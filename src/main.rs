//! Shopfront CLI

use std::{process::ExitCode, sync::Arc};

use anyhow::Context;
use serde::Serialize;
use tracing::{error, info};

use shopfront::{
    config::{Command, StorefrontConfig},
    fixtures::Fixture,
    observability,
    service::{CartService, ServiceError},
    store::OwnerKey,
};

#[derive(Debug, Serialize)]
#[serde(rename_all = "camelCase")]
struct ExpireReport {
    deactivated: usize,
}

#[derive(Debug, Serialize)]
struct ErrorReport {
    error: &'static str,
    message: String,
}

/// Shopfront CLI entry point
fn main() -> ExitCode {
    let config = StorefrontConfig::load().unwrap_or_else(|e| e.exit());

    if let Err(e) = observability::init_subscriber(&config.logging) {
        #[expect(
            clippy::print_stderr,
            reason = "logging failed to initialise, must use eprintln"
        )]
        {
            eprintln!("Logging error: {e}");
        }

        return ExitCode::FAILURE;
    }

    match run(&config) {
        Ok(code) => code,
        Err(e) => {
            error!("{e:#}");

            ExitCode::FAILURE
        }
    }
}

fn run(config: &StorefrontConfig) -> anyhow::Result<ExitCode> {
    let pricing = config
        .pricing
        .settings()
        .context("invalid pricing configuration")?;

    let fixture = Fixture::with_base_path(&config.fixtures)
        .into_set(&config.fixture_set)
        .with_context(|| format!("failed to load fixture set {:?}", config.fixture_set))?;

    let service = CartService::new(
        Arc::new(fixture.catalog()),
        Arc::new(fixture.promotion_repository()?),
        Arc::new(fixture.cart_store()),
        pricing,
    );

    let today = config.today();

    info!(%today, set = %config.fixture_set, "loaded fixtures");

    let result = match &config.command {
        Command::Validate { cart } => service
            .validate_cart(&OwnerKey::from(cart.as_str()), today)
            .map(|report| to_json(&report)),
        Command::Apply { cart, code } => service
            .apply_promotion(&OwnerKey::from(cart.as_str()), code, today)
            .map(|report| to_json(&report)),
        Command::Expire => service
            .expire_promotions(today)
            .map(|deactivated| to_json(&ExpireReport { deactivated })),
    };

    match result {
        Ok(json) => {
            print(&json?);

            Ok(ExitCode::SUCCESS)
        }
        Err(err) if err.is_user_facing() => {
            print(&rejection(&err)?);

            Ok(ExitCode::from(2))
        }
        Err(err) => Err(err.into()),
    }
}

fn rejection(err: &ServiceError) -> serde_json::Result<String> {
    to_json(&ErrorReport {
        error: err.kind(),
        message: err.to_string(),
    })
}

fn to_json(value: &impl Serialize) -> serde_json::Result<String> {
    serde_json::to_string_pretty(value)
}

fn print(json: &str) {
    #[expect(clippy::print_stdout, reason = "command output is the JSON report")]
    {
        println!("{json}");
    }
}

* TASK: Copy from the entries above each line in which the string "value" can be found.

* ANSWER FOR THIS EXERCISE:
fn to_json(value: &impl Serialize) -> serde_json::Result<String> {
    serde_json::to_string_pretty(value)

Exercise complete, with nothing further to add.